This is an update on my very first Fanfare for the Common Man column titled “An Ode to Jeffrey.”
I wrote the first incarnation of this column back in 1990 and it has appeared in newspapers and magazines from Key West, Florida, to somewhere in the Great White North of Canada.
It was a column about my best friend growing up, and this column has been around for almost 25 years.
Everybody had a Jeffrey growing up.
Jeffrey was the kid who lived across the street, an only child who had all the best toys, and did all those stupid stunts the rest of us were afraid to try. Jeffrey would do it, and do it first.
When the rest of our neighborhood gang really thought we could fly like Superman with nothing strapped to our backs but mom’s good bath towel, Jeffrey took it to the next extreme.
Jeffrey was no dummy. He knew people couldn’t fly like Superman.
No, they parachute instead.
You see, Jeffrey thought outside the box.
While we couldn’t fly like Superman we certainly should be able to parachute off say… the corner of our neighbor’s roof and glide like a leaf in autumn gently and nonviolently to earth.

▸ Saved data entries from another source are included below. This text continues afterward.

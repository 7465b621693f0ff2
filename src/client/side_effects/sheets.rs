use async_trait::async_trait;
use reqwest::Client;

use crate::client::provider::SheetSync;
use crate::client::supabase::error_from_response;
use crate::client::types::UserRow;
use crate::shared::error::ServiceError;

/// Mirrors user rows into a spreadsheet through an HTTP webhook
#[derive(Debug, Clone)]
pub struct HttpSheetSync {
    http: Client,
    url: String,
}

impl HttpSheetSync {
    pub fn new(http: Client, url: impl Into<String>) -> Self {
        Self {
            http,
            url: url.into(),
        }
    }
}

#[async_trait]
impl SheetSync for HttpSheetSync {
    async fn sync_user(&self, row: &UserRow) -> Result<(), ServiceError> {
        tracing::debug!("Syncing user {} to sheets", row.id);
        let response = self.http.post(&self.url).json(row).send().await?;

        if !response.status().is_success() {
            return Err(error_from_response(response).await);
        }
        Ok(())
    }
}

/// Used when no sheet endpoint is configured
#[derive(Debug, Clone, Copy, Default)]
pub struct DisabledSheetSync;

#[async_trait]
impl SheetSync for DisabledSheetSync {
    async fn sync_user(&self, _row: &UserRow) -> Result<(), ServiceError> {
        Err(ServiceError::Disabled { service: "sheets" })
    }
}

Remember how Wile E. Coyote did it?
Jeffrey did it like that but with a flair for the dramatic.
If he was going to jump off any roof and test Isaac Newton’s whole thought process, he wasn’t going to do this without an audience, and with his Mom’s good bed sheet kite-stringed to his back, Jeffrey gathered all the neighborhood gang together to show us how he planned to parachute off the corner of the roof and glide, safely and slowly, back to good old terra firma.

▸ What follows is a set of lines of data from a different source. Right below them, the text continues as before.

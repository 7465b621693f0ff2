//! Session behaviour against in-memory collaborators

use authsync::client::local_store::{LocalStorage, CURRENT_USER_KEY};
use authsync::client::{AdminOutcome, AuthUser, ProfileUpdate, RegisterRequest, UserRole};
use authsync::shared::ServiceError;
use pretty_assertions::assert_eq;

use crate::common::{FakeEmail, FakeSheets, Harness};

fn register_request(email: &str) -> RegisterRequest {
    RegisterRequest {
        email: email.to_string(),
        password: "correct horse".to_string(),
        name: "Grace Hopper".to_string(),
        phone: Some("+15550199".to_string()),
        role: UserRole::Provider,
    }
}

async fn stored_user(harness: &Harness) -> Option<AuthUser> {
    harness
        .storage
        .get_item(CURRENT_USER_KEY)
        .await
        .unwrap()
        .map(|json| serde_json::from_str(&json).unwrap())
}

#[tokio::test]
async fn test_login_populates_state_and_storage() {
    let harness = Harness::new()
        .with_account("ada@example.com", "secret", "u-1")
        .await;

    let result = harness.session.login("ada@example.com", "secret").await;

    assert!(result.success);
    assert!(result.error.is_none());

    let state = harness.session.state().await;
    assert!(!state.is_loading);
    assert!(state.is_authenticated());
    let user = state.user.unwrap();
    assert_eq!(user.id, "u-1");
    assert_eq!(user.email, "ada@example.com");
    assert_eq!(user.name, "Ada Lovelace");
    assert_eq!(user.phone.as_deref(), Some("+15550100"));
    assert_eq!(user.role, UserRole::User);
    assert_eq!(user.provider_id, None);
    assert_eq!(user.created_at.to_rfc3339(), "2024-03-01T10:00:00+00:00");
    assert_eq!(user.last_login.to_rfc3339(), "2024-03-02T08:30:00+00:00");
    assert!(user.is_active);

    assert_eq!(stored_user(&harness).await, Some(user.clone()));
    let raw = harness.storage.get_item(CURRENT_USER_KEY).await.unwrap().unwrap();
    let json: serde_json::Value = serde_json::from_str(&raw).unwrap();
    assert_eq!(json["isActive"], true);
    assert_eq!(json["providerId"], serde_json::Value::Null);
}

#[tokio::test]
async fn test_failed_login_sets_error_and_leaves_user_empty() {
    let harness = Harness::new()
        .with_account("ada@example.com", "secret", "u-1")
        .await;

    let result = harness.session.login("ada@example.com", "wrong").await;

    assert!(!result.success);
    assert_eq!(result.error.as_deref(), Some("Invalid login credentials"));

    let state = harness.session.state().await;
    assert!(state.user.is_none());
    assert!(!state.is_loading);
    assert_eq!(state.auth_error.as_deref(), Some("Invalid login credentials"));
    assert!(stored_user(&harness).await.is_none());
}

#[tokio::test]
async fn test_successful_login_clears_previous_error() {
    let harness = Harness::new()
        .with_account("ada@example.com", "secret", "u-1")
        .await;

    harness.session.login("ada@example.com", "wrong").await;
    harness.session.login("ada@example.com", "secret").await;

    assert!(harness.session.state().await.auth_error.is_none());
}

#[tokio::test]
async fn test_login_with_missing_profile_stays_anonymous() {
    let harness = Harness::new();
    harness
        .provider
        .add_account("orphan@example.com", "secret", "u-orphan")
        .await;

    let result = harness.session.login("orphan@example.com", "secret").await;

    // provider accepted the credentials, the profile row is missing
    assert!(result.success);
    let state = harness.session.state().await;
    assert!(state.user.is_none());
    assert!(!state.is_loading);
    assert!(state.auth_error.is_none());
}

#[tokio::test]
async fn test_register_inserts_default_row_and_runs_side_effects() {
    let harness = Harness::new();

    let result = harness.session.register(register_request("grace@example.com")).await;
    assert!(result.success);

    let inserts = harness.store.inserts.lock().await.clone();
    assert_eq!(inserts.len(), 1);
    let row = &inserts[0];
    assert_eq!(row.id, "new-grace");
    assert_eq!(row.role, UserRole::Provider);
    assert!(row.is_active);
    assert!(row.provider_id.is_none());

    let user = harness.session.user().await.unwrap();
    assert_eq!(user.name, "Grace Hopper");
    assert_eq!(stored_user(&harness).await, Some(user));

    let reports = harness.session.wait_for_side_effects().await;
    assert_eq!(reports.len(), 2);
    assert!(reports.iter().all(|r| r.succeeded()));
    assert_eq!(
        harness.email.sent.lock().await.clone(),
        vec![("grace@example.com".to_string(), "Grace Hopper".to_string())]
    );
    assert_eq!(harness.sheets.synced.lock().await.len(), 1);
}

#[tokio::test]
async fn test_register_succeeds_when_side_effects_fail() {
    let harness = Harness::with_side_effects(FakeEmail::failing(), FakeSheets::failing());

    let result = harness.session.register(register_request("grace@example.com")).await;

    assert!(result.success);
    assert!(result.error.is_none());
    let inserts = harness.store.inserts.lock().await.clone();
    assert_eq!(inserts.len(), 1);
    assert!(inserts[0].is_active);
    assert!(inserts[0].provider_id.is_none());

    let reports = harness.session.wait_for_side_effects().await;
    assert_eq!(reports.len(), 2);
    assert!(reports.iter().all(|r| !r.succeeded()));
    // retry policy allows two attempts each
    assert_eq!(*harness.email.attempts.lock().await, 2);
    assert_eq!(*harness.sheets.attempts.lock().await, 2);

    assert!(harness.session.state().await.auth_error.is_none());
}

#[tokio::test]
async fn test_register_sign_up_error_is_returned() {
    let harness = Harness::new();
    *harness.provider.sign_up_error.lock().await =
        Some(ServiceError::provider(422, "User already registered"));

    let result = harness.session.register(register_request("grace@example.com")).await;

    assert!(!result.success);
    assert_eq!(result.error.as_deref(), Some("User already registered"));
    assert!(harness.store.inserts.lock().await.is_empty());
    assert!(harness.session.wait_for_side_effects().await.is_empty());
}

#[tokio::test]
async fn test_register_insert_error_is_returned() {
    let harness = Harness::new();
    *harness.store.fail_insert.lock().await = true;

    let result = harness.session.register(register_request("grace@example.com")).await;

    assert!(!result.success);
    assert_eq!(result.error.as_deref(), Some("duplicate key value"));
    assert_eq!(
        harness.session.state().await.auth_error.as_deref(),
        Some("duplicate key value")
    );
    assert!(harness.session.wait_for_side_effects().await.is_empty());
}

#[tokio::test]
async fn test_update_without_user_makes_no_calls() {
    let harness = Harness::new();

    harness
        .session
        .update_user(ProfileUpdate {
            name: Some("Nobody".to_string()),
            ..ProfileUpdate::default()
        })
        .await;
    harness.session.link_provider_account("google-1").await;

    assert_eq!(harness.store.call_count().await, 0);
    assert!(harness.session.wait_for_side_effects().await.is_empty());
    assert!(stored_user(&harness).await.is_none());
}

#[tokio::test]
async fn test_update_patches_merges_and_syncs() {
    let harness = Harness::new()
        .with_account("ada@example.com", "secret", "u-1")
        .await;
    harness.session.login("ada@example.com", "secret").await;
    let before = harness.session.user().await.unwrap();

    harness
        .session
        .update_user(ProfileUpdate {
            name: Some("Ada King".to_string()),
            phone: Some(Some("+15550111".to_string())),
            ..ProfileUpdate::default()
        })
        .await;

    let updates = harness.store.updates.lock().await.clone();
    assert_eq!(updates.len(), 1);
    let (id, body) = &updates[0];
    assert_eq!(id, "u-1");
    assert_eq!(body["name"], "Ada King");
    assert_eq!(body["phone"], "+15550111");
    assert!(body.get("role").is_none());
    assert!(body["last_login"].is_string());

    let user = harness.session.user().await.unwrap();
    assert_eq!(user.name, "Ada King");
    assert_eq!(user.phone.as_deref(), Some("+15550111"));
    assert_eq!(user.email, before.email);
    assert!(user.last_login > before.last_login);
    assert_eq!(stored_user(&harness).await, Some(user.clone()));

    harness.session.wait_for_side_effects().await;
    let synced = harness.sheets.synced.lock().await.clone();
    assert_eq!(synced.len(), 1);
    assert_eq!(synced[0].name, "Ada King");
}

#[tokio::test]
async fn test_update_failure_leaves_state_alone() {
    let harness = Harness::new()
        .with_account("ada@example.com", "secret", "u-1")
        .await;
    harness.session.login("ada@example.com", "secret").await;
    let before = harness.session.user().await;
    *harness.store.fail_update.lock().await = true;

    harness
        .session
        .update_user(ProfileUpdate {
            name: Some("Changed".to_string()),
            ..ProfileUpdate::default()
        })
        .await;

    assert_eq!(harness.session.user().await, before);
    assert_eq!(stored_user(&harness).await, before);
    assert!(harness.session.wait_for_side_effects().await.is_empty());
}

#[tokio::test]
async fn test_link_provider_account() {
    let harness = Harness::new()
        .with_account("ada@example.com", "secret", "u-1")
        .await;
    harness.session.login("ada@example.com", "secret").await;

    harness.session.link_provider_account("google-oauth2|42").await;

    let updates = harness.store.updates.lock().await.clone();
    assert_eq!(updates[0].1["provider_id"], "google-oauth2|42");
    let user = harness.session.user().await.unwrap();
    assert_eq!(user.provider_id.as_deref(), Some("google-oauth2|42"));
    assert_eq!(
        stored_user(&harness).await.unwrap().provider_id.as_deref(),
        Some("google-oauth2|42")
    );
}

#[tokio::test]
async fn test_logout_clears_state_and_storage_even_on_provider_error() {
    let harness = Harness::new()
        .with_account("ada@example.com", "secret", "u-1")
        .await;
    harness.session.login("ada@example.com", "secret").await;
    assert!(stored_user(&harness).await.is_some());
    *harness.provider.sign_out_error.lock().await = Some(ServiceError::network("offline"));

    harness.session.logout().await;

    let state = harness.session.state().await;
    assert!(state.user.is_none());
    assert!(!state.is_loading);
    assert!(stored_user(&harness).await.is_none());
    assert!(harness.provider.calls().await.contains(&"sign_out".to_string()));
}

#[tokio::test]
async fn test_initialize_restores_existing_session() {
    let harness = Harness::new()
        .with_account("ada@example.com", "secret", "u-1")
        .await;
    *harness.provider.current.lock().await = Some(authsync::client::types::ProviderUser {
        id: "u-1".to_string(),
        email: Some("ada@example.com".to_string()),
    });

    assert!(harness.session.state().await.is_loading);
    harness.session.initialize().await;

    let state = harness.session.state().await;
    assert!(!state.is_loading);
    assert_eq!(state.user.unwrap().id, "u-1");
}

#[tokio::test]
async fn test_initialize_without_session_is_anonymous() {
    let harness = Harness::new();

    harness.session.initialize().await;

    let state = harness.session.state().await;
    assert!(!state.is_loading);
    assert!(state.user.is_none());
    assert_eq!(harness.store.call_count().await, 0);
}

#[tokio::test]
async fn test_initialize_provider_error_is_anonymous() {
    let harness = Harness::new();
    *harness.provider.current_error.lock().await = Some(ServiceError::network("dns failure"));

    harness.session.initialize().await;

    let state = harness.session.state().await;
    assert!(!state.is_loading);
    assert!(state.user.is_none());
    assert!(state.auth_error.is_none());
}

#[tokio::test]
async fn test_fetch_profile_select_error_is_swallowed() {
    let harness = Harness::new()
        .with_account("ada@example.com", "secret", "u-1")
        .await;
    *harness.store.fail_select.lock().await = true;

    assert!(harness.session.fetch_user_profile("u-1").await.is_none());

    let state = harness.session.state().await;
    assert!(!state.is_loading);
    assert!(state.user.is_none());
    assert!(state.auth_error.is_none());
}

#[tokio::test]
async fn test_second_login_without_profile_drops_previous_user() {
    let harness = Harness::new()
        .with_account("ada@example.com", "secret", "u-1")
        .await;
    harness.provider.add_account("bob@example.com", "hunter2", "u-2").await;
    harness.session.login("ada@example.com", "secret").await;
    assert_eq!(harness.session.user().await.unwrap().id, "u-1");
    assert!(stored_user(&harness).await.is_some());

    let result = harness.session.login("bob@example.com", "hunter2").await;

    assert!(result.success);
    let state = harness.session.state().await;
    assert!(state.user.is_none());
    assert!(!state.is_loading);
    assert!(!state.is_authenticated());
    assert!(stored_user(&harness).await.is_none());
}

#[tokio::test]
async fn test_password_reset_uses_redirect() {
    let harness = Harness::new();

    let result = harness.session.request_password_reset("ada@example.com").await;

    assert!(result.success);
    assert_eq!(
        harness.provider.reset_redirects.lock().await.clone(),
        vec![Some("https://app.example.com/reset-password".to_string())]
    );
}

#[tokio::test]
async fn test_password_reset_failure_message() {
    let harness = Harness::new();
    *harness.provider.reset_error.lock().await =
        Some(ServiceError::provider(429, "For security purposes, you can only request this once every 60 seconds"));

    let result = harness.session.request_password_reset("ada@example.com").await;

    assert!(!result.success);
    assert!(result.error.unwrap().starts_with("For security purposes"));
    // password reset does not touch session state
    assert!(harness.session.state().await.auth_error.is_none());
}

#[tokio::test]
async fn test_admin_placeholders() {
    let harness = Harness::new()
        .with_account("ada@example.com", "secret", "u-1")
        .await;
    harness.session.login("ada@example.com", "secret").await;
    let before = harness.session.state().await;

    assert!(harness.session.get_all_users().await.is_empty());
    assert_eq!(
        harness.session.update_user_status("u-1", false).await,
        AdminOutcome::NotImplemented
    );

    assert_eq!(harness.session.state().await, before);
    assert!(harness.store.updates.lock().await.is_empty());
}

#[tokio::test]
async fn test_cached_user_survives_without_touching_state() {
    let harness = Harness::new()
        .with_account("ada@example.com", "secret", "u-1")
        .await;
    harness.session.login("ada@example.com", "secret").await;
    let user = harness.session.user().await;

    assert_eq!(harness.session.cached_user().await, user);

    harness.session.logout().await;
    assert!(harness.session.cached_user().await.is_none());
}

#[tokio::test]
async fn test_cloned_handles_share_state() {
    let harness = Harness::new()
        .with_account("ada@example.com", "secret", "u-1")
        .await;
    let other = harness.session.clone();

    harness.session.login("ada@example.com", "secret").await;

    assert!(other.state().await.is_authenticated());
}
//! Service Error Types
//!
//! Errors raised by the collaborators the session talks to: the auth
//! provider, the row store, local storage and the side-effect services.
//!
//! # Error Categories
//!
//! - `Provider` - the remote service answered with a non-success status
//! - `Network` - the request never produced a response
//! - `Serialization` - JSON encoding/decoding failures
//! - `Storage` - local key-value storage failures
//! - `NotFound` - a single-row select matched nothing
//! - `Mapping` - a backend row could not be turned into an `AuthUser`
//! - `Disabled` - the service has no endpoint configured
//!
//! # Usage
//!
//! ```rust
//! use authsync::shared::error::ServiceError;
//!
//! let error = ServiceError::provider(400, "Invalid login credentials");
//! assert_eq!(error.user_message(), "Invalid login credentials");
//! ```
use thiserror::Error;

/// Errors returned by the session's external collaborators
#[derive(Debug, Error, Clone)]
pub enum ServiceError {
    /// Remote service returned a non-success status
    #[error("Provider error ({status}): {message}")]
    Provider {
        /// HTTP status code
        status: u16,
        /// Message extracted from the response body
        message: String,
    },

    /// Transport failure (connect, timeout, TLS)
    #[error("Network error: {message}")]
    Network {
        /// Human-readable error message
        message: String,
    },

    /// JSON serialization or deserialization error
    #[error("Serialization error: {message}")]
    Serialization {
        /// Human-readable error message
        message: String,
    },

    /// Local storage error
    #[error("Storage error: {message}")]
    Storage {
        /// Human-readable error message
        message: String,
    },

    /// No row matched
    #[error("Not found: {what}")]
    NotFound {
        /// What was looked up
        what: String,
    },

    /// Backend row could not be mapped into the client shape
    #[error("Mapping error in field '{field}': {message}")]
    Mapping {
        /// Offending field
        field: String,
        /// Human-readable error message
        message: String,
    },

    /// Service has no endpoint configured
    #[error("Service disabled: {service}")]
    Disabled {
        /// Service name
        service: &'static str,
    },
}

impl ServiceError {
    /// Create a new provider error
    pub fn provider(status: u16, message: impl Into<String>) -> Self {
        Self::Provider {
            status,
            message: message.into(),
        }
    }

    /// Create a new network error
    pub fn network(message: impl Into<String>) -> Self {
        Self::Network {
            message: message.into(),
        }
    }

    /// Create a new serialization error
    pub fn serialization(message: impl Into<String>) -> Self {
        Self::Serialization {
            message: message.into(),
        }
    }

    /// Create a new storage error
    pub fn storage(message: impl Into<String>) -> Self {
        Self::Storage {
            message: message.into(),
        }
    }

    /// Create a new not-found error
    pub fn not_found(what: impl Into<String>) -> Self {
        Self::NotFound { what: what.into() }
    }

    /// Create a new mapping error
    pub fn mapping(field: impl Into<String>, message: impl Into<String>) -> Self {
        Self::Mapping {
            field: field.into(),
            message: message.into(),
        }
    }

    /// The plain message handed back to callers in an `AuthResult`.
    ///
    /// Provider errors surface the provider's own text; everything else
    /// uses the display form.
    pub fn user_message(&self) -> String {
        match self {
            Self::Provider { message, .. } => message.clone(),
            other => other.to_string(),
        }
    }
}

impl From<serde_json::Error> for ServiceError {
    fn from(err: serde_json::Error) -> Self {
        Self::serialization(format!("JSON error: {}", err))
    }
}

impl From<reqwest::Error> for ServiceError {
    fn from(err: reqwest::Error) -> Self {
        if err.is_decode() {
            return Self::serialization(err.to_string());
        }
        match err.status() {
            Some(status) => Self::provider(status.as_u16(), err.to_string()),
            None => Self::network(err.to_string()),
        }
    }
}

impl From<sqlx::Error> for ServiceError {
    fn from(err: sqlx::Error) -> Self {
        Self::storage(err.to_string())
    }
}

Did any of us believe that Jeffrey might succeed?
We were only in fourth grade. We didn’t understand quantum physics, laws of displacement, or Newtonian fundamentals of gravity.
Did any of us try to talk Jeffrey out of jumping off the roof?
Back then I understood one elementary concept of Newtonian theory: What goes up must come down.
How fast was up to Jeffrey’s parachute.
With the neighborhood gang gathered round to watch and World War I flight goggles affixed firmly in place, Jeffrey stepped to the edge of the roof, counted down from ten to one, and took flight in a graceful swan dive.
We gasped in true awe.
He actually jumped.
And like most surreal moments, time seemed to stop.
Jeffrey seemed to levitate overhead, frozen in that moment’s pause between beats of my hammering heart.
Jeffrey’s parachute opened.
And Jeffrey fell.
Like a brick.
A two-bounce belly flop into the front yard… a twelve-foot belly flop no less from rooftop to terra firma, impressive on its own merit, but not quite how Jeffrey envisioned things turning out.
Tommy, being in sixth grade and the oldest of the neighborhood kids, and out of all of us, the only one who suspected Jeffrey’s jump wouldn’t really work and had no chance of working, knelt down and looked at Jeffrey’s color-drained face.
“Chute didn’t open, Jeffrey.”
Tommy had a way of stating the obvious.
This seemed to wrench Jeffrey back to reality. His cheeks flushed red. He caught his breath. His eyes squinched shut. Then he screamed all the way home like his momma beat him with a stick, bed sheets trailing behind him.
For a parachute, Jeffrey’s bed sheets made a nice Superman cape.
So I pay this homage to Jeffrey, my childhood friend, who couldn’t tell the difference between bravery and innocent ignorance. I always wondered how he lived to be ten.
Here’s to you, Jeffrey, a Common Man’s tip of the hat.
I could never tell the difference either.